Harper poussa une grande inspiration avant de passer la ligne invisible qui le faisait sortir du monde réaliste, tangible et accessible du Londres qu’il connaissait depuis toujours, pour entrer sur le Chemin de Traverse. Rien que le nom de cet endroit l’avait toujours agacé. Les sorciers ne se contentaient pas d’être dérangés par nature – ça encore, on aurait pu le leur pardonner – mais il le revendiquait comme une identité dont ils semblaient apparemment être fiers. L’entrepreneur n’avait rien contre la magie, loin de là, même, mais il ne parvenait pas à étendre sa fascination à ceux qui l’avaient dans leurs gênes. Il essayait, pourtant, de voir au-delà des apparences ; tous ne pouvaient pas être si étranges et il y en avait même certains, rares, pour qui il éprouvait une forme d’affection, ou du respect tout du même. C’était le cas de June, justement, qu’il venait de quitter au bureau central de Beneficio. S’il n’avait pas été obligé de lui faire confiance, il l’aurait probablement fait quand même.

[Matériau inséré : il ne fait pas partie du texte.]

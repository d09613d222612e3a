//! The applet main loop.
//!
//! One thread owns the device handle and the render state. It waits for the
//! first display to show up, then ticks at a fixed period: service arrival
//! flags, fetch the player status, compose a page and draw it. Other
//! threads only flip atomics through [`AppletControl`].

use std::sync::Arc;
use std::sync::atomic::{AtomicBool, Ordering};
use std::thread;
use std::time::{Duration, Instant};

use tracing::{debug, error, info, warn};

use crate::arrival::{ArrivalBridge, LcdDeviceType};
use crate::device::{DeviceConnectionState, DeviceHandle, LcdManager, SoftButtonHandler};
use crate::errors::{AppletError, SourceError};
use crate::model::{CapabilityFlags, PlayerSnapshot};
use crate::render::{RenderSurface, ScrollState};
use crate::status::StatusSource;

/// Nominal tick period, about 30 frames per second.
pub const DEFAULT_TICK_PERIOD: Duration = Duration::from_millis(33);

const DEVICE_TYPES: [LcdDeviceType; 2] = [LcdDeviceType::Monochrome, LcdDeviceType::Qvga];

/// Handle shared with the device-event and UI threads.
#[derive(Clone, Debug)]
pub struct AppletControl {
    running: Arc<AtomicBool>,
    bridge: Arc<ArrivalBridge>,
    flags: Arc<CapabilityFlags>,
}

impl AppletControl {
    pub fn new(flags: Arc<CapabilityFlags>) -> Self {
        AppletControl {
            running: Arc::new(AtomicBool::new(true)),
            bridge: Arc::new(ArrivalBridge::new()),
            flags,
        }
    }

    pub fn bridge(&self) -> &Arc<ArrivalBridge> {
        &self.bridge
    }

    pub fn flags(&self) -> &Arc<CapabilityFlags> {
        &self.flags
    }

    pub fn is_running(&self) -> bool {
        self.running.load(Ordering::SeqCst)
    }

    /// Asks the loop to stop. Takes effect within one tick.
    pub fn terminate(&self) {
        info!("Termination requested");
        self.running.store(false, Ordering::SeqCst);
        self.bridge.interrupt();
    }
}

impl Default for AppletControl {
    fn default() -> Self {
        Self::new(Arc::new(CapabilityFlags::default()))
    }
}

pub struct Applet<S, M: LcdManager> {
    source: S,
    manager: M,
    surface: RenderSurface,
    handle: DeviceHandle<M::Device>,
    scroll: ScrollState,
    soft_buttons: SoftButtonHandler,
    control: AppletControl,
    tick_period: Duration,
    tick: u64,
    last_source_error: Option<SourceError>,
}

impl<S, M> Applet<S, M>
where
    S: StatusSource,
    M: LcdManager,
{
    pub fn new(
        source: S,
        manager: M,
        control: AppletControl,
        soft_buttons: SoftButtonHandler,
    ) -> Self {
        Applet {
            source,
            manager,
            surface: RenderSurface::default(),
            handle: DeviceHandle::new(LcdDeviceType::Monochrome),
            scroll: ScrollState::default(),
            soft_buttons,
            control,
            tick_period: DEFAULT_TICK_PERIOD,
            tick: 0,
            last_source_error: None,
        }
    }

    pub fn with_tick_period(mut self, tick_period: Duration) -> Self {
        self.tick_period = tick_period;
        self
    }

    pub fn with_surface(mut self, surface: RenderSurface) -> Self {
        self.surface = surface;
        self
    }

    pub fn control(&self) -> AppletControl {
        self.control.clone()
    }

    pub fn device_state(&self) -> DeviceConnectionState {
        self.handle.state()
    }

    pub fn ticks(&self) -> u64 {
        self.tick
    }

    /// Runs until [`AppletControl::terminate`] is called.
    ///
    /// Blocks first until a display arrives. A tick failure that cannot be
    /// contained is logged and returned.
    pub fn run(&mut self) -> Result<(), AppletError> {
        info!("Waiting for a compatible LCD device");
        if !self.control.bridge.wait_for_first_arrival() || !self.control.is_running() {
            info!("Stopped before any device arrived");
            return Ok(());
        }

        info!(tick_ms = self.tick_period.as_millis() as u64, "Entering applet loop");
        let mut next_tick = Instant::now();

        while self.control.is_running() {
            if let Err(err) = self.tick() {
                error!(error = %err, "Applet loop aborted");
                return Err(err);
            }

            next_tick += self.tick_period;
            let now = Instant::now();
            if next_tick > now {
                thread::sleep(next_tick - now);
            } else {
                // overran the period: start again from now instead of bursting
                next_tick = now;
            }
        }

        info!(ticks = self.tick, "Applet loop stopped");
        Ok(())
    }

    /// One iteration of the loop, without the sleep.
    pub fn tick(&mut self) -> Result<(), AppletError> {
        self.tick += 1;
        self.service_arrivals();
        self.handle.refresh();

        let capabilities = self.control.flags.load();
        if !capabilities.applet_enabled || !self.handle.has_device() || self.handle.is_disposed()
        {
            return Ok(());
        }

        let snapshot = self.fetch_snapshot();
        let (page, scroll) = self.surface.compose(&snapshot, capabilities, &self.scroll);
        self.scroll = scroll;

        match self.handle.draw(&page) {
            Ok(()) => Ok(()),
            Err(err) if err.is_recoverable() => {
                debug!(tick = self.tick, error = %err, "Frame skipped");
                Ok(())
            }
            Err(err) => Err(AppletError::UnhandledTickFailure {
                tick: self.tick,
                source: err,
            }),
        }
    }

    fn service_arrivals(&mut self) {
        let bridge = Arc::clone(&self.control.bridge);

        for device_type in DEVICE_TYPES {
            if !bridge.is_pending(device_type) {
                continue;
            }

            if device_type.is_supported() && device_type == self.handle.device_type() {
                match self.handle.on_arrival(&self.manager, &self.soft_buttons) {
                    Ok(state) => debug!(device_type = ?device_type, state = ?state, "Arrival serviced"),
                    Err(err) => {
                        debug!(device_type = ?device_type, error = %err, "Arrival not serviced, waiting for the next one")
                    }
                }
            } else {
                // Colour displays are not drawn on yet; the arrival is dropped.
                debug!(device_type = ?device_type, "Ignoring arrival of unsupported device type");
            }

            bridge.clear(device_type);
        }
    }

    fn fetch_snapshot(&mut self) -> PlayerSnapshot {
        match self.source.fetch() {
            Ok(snapshot) => {
                if let Some(err) = self.last_source_error.take() {
                    info!(previous_error = %err, "Status source available again");
                }
                snapshot
            }
            Err(err) => {
                if self.last_source_error.as_ref() != Some(&err) {
                    warn!(error = %err, "Status source unavailable, drawing idle page");
                } else {
                    debug!(error = %err, "Status source still unavailable");
                }
                self.last_source_error = Some(err);
                PlayerSnapshot::idle()
            }
        }
    }
}
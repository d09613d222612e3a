use thiserror::Error;

use crate::arrival::LcdDeviceType;

/// Failure reported by a [`StatusSource`](crate::status::StatusSource).
///
/// A player with no track loaded is not an error: it is a snapshot with an
/// absent track.
#[derive(Error, Debug, Clone, PartialEq, Eq)]
pub enum SourceError {
    #[error("Status source unavailable ({code}): {message}")]
    Unavailable { code: String, message: String },
}

impl SourceError {
    pub fn unavailable(code: &str, message: impl Into<String>) -> Self {
        SourceError::Unavailable {
            code: code.to_string(),
            message: message.into(),
        }
    }
}

#[derive(Error, Debug, Clone, PartialEq, Eq)]
pub enum DeviceError {
    #[error("Cannot open {0:?} device: {1}")]
    OpenFailed(LcdDeviceType, String),
    #[error("No open device to draw on")]
    NotOpen,
    #[error("Device was disposed while drawing")]
    DisposedMidFrame,
    #[error("Device I/O error: {0}")]
    Io(String),
}

impl DeviceError {
    pub fn open_failed(device_type: LcdDeviceType, message: impl Into<String>) -> Self {
        DeviceError::OpenFailed(device_type, message.into())
    }

    /// True for failures the loop absorbs within the tick.
    pub fn is_recoverable(&self) -> bool {
        !matches!(self, DeviceError::Io(_))
    }
}

#[derive(Error, Debug)]
pub enum AppletError {
    #[error("Startup failed: {0}")]
    FatalStartupFailure(String),
    #[error("Unhandled failure during tick {tick}: {source}")]
    UnhandledTickFailure {
        tick: u64,
        #[source]
        source: DeviceError,
    },
}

Il s’engagea dans l’allée commerciale du même pas décidé qu’il adoptait toujours lorsqu’il était dehors pour affaires. Harper n’était pas là pour son plaisir – il ne fréquentait jamais les lieux purement sorciers uniquement par envie de se distraire. Deux semaines plus tôt, une jeune couturière lui était tombé dans l’oeil, lors d’un défilé auquel il s’était laissé traîner par un ami philanthrope. Une affaire de soutien aux jeunes artistes, un truc du genre, et qui n’avait pas attiré son attention avant la deuxième heure. Malgré ce qu’on aurait pu croire – il était Londonien pur souche, après tout – il n’en avait rien à cirer de l’art en général, et de la mode encore plus. Il faisait d’ordinaire uniquement exception pour sa sœur, qui travaillait sur de jolies breloques, il fallait bien le reconnaître. Cependant, cette couturière-là – du nom de Malkin avait-il appris par la suite – avait présenté une série résolument différente. Il n’avait su dire quoi au premier abord, c’était des détails dans les coupes, dans la pensée derrière ces vêtements, sans que ce ne soit ni outrecuidant, ni criard, qui avait fini par l’arracher à la conversation animée qu’il tenait jusqu’alors au bord du catwalk.

Elle était sorcière, lui avait-on expliqué, avec un certain dédain d’ailleurs. Il avait osé les épaules. Il ne croyait pas vraiment en la théorie selon laquelle il fallait souffrir à la tâche pour mériter ses résultats. Une idée germait déjà dans son esprit, alors qu’un étudiant qu’il avait fait entrer lui lisait la biographie de la demoiselle, tirée du flyer qu’on avait distribué à l’entrée. Harper n’en écouta pas un mot, trop concentré sur le potentiel de coopération avec un couturier magique. La moitié de son carnet d’adresse tuerait pour des vêtements de créateurs, faits sur mesure, et disponibles hier.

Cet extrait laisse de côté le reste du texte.